Problem requirements: Please give again, exactly, every line of the material from the one containing "used in logs." to the end, including both of those lines.
+-------+
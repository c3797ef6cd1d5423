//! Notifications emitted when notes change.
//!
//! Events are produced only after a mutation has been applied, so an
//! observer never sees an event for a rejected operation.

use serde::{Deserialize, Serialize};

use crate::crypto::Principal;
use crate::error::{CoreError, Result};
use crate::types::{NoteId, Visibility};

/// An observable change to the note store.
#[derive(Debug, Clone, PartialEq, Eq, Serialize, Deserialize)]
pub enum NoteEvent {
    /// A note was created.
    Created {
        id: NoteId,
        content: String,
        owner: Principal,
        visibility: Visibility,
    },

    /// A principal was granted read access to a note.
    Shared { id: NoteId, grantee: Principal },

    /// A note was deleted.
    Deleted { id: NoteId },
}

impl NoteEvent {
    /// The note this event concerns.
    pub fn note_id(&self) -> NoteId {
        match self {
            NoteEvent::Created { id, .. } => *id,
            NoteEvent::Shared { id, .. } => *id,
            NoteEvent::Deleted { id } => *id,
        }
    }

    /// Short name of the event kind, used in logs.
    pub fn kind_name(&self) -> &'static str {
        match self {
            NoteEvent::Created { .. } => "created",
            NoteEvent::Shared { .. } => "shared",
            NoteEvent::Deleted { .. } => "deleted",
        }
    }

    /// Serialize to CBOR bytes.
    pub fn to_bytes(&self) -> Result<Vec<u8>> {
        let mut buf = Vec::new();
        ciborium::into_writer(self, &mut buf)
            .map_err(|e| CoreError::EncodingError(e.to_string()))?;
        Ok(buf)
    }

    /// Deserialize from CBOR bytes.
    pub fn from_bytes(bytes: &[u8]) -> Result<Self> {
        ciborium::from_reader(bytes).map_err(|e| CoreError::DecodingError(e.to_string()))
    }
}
+-------+
Response to this exercise:
    /// Short name of the event kind, used in logs.
    pub fn kind_name(&self) -> &'static str {
        match self {
            NoteEvent::Created { .. } => "created",
            NoteEvent::Shared { .. } => "shared",
            NoteEvent::Deleted { .. } => "deleted",
        }
    }

    /// Serialize to CBOR bytes.
    pub fn to_bytes(&self) -> Result<Vec<u8>> {
        let mut buf = Vec::new();
        ciborium::into_writer(self, &mut buf)
            .map_err(|e| CoreError::EncodingError(e.to_string()))?;
        Ok(buf)
    }

    /// Deserialize from CBOR bytes.
    pub fn from_bytes(bytes: &[u8]) -> Result<Self> {
        ciborium::from_reader(bytes).map_err(|e| CoreError::DecodingError(e.to_string()))
    }
}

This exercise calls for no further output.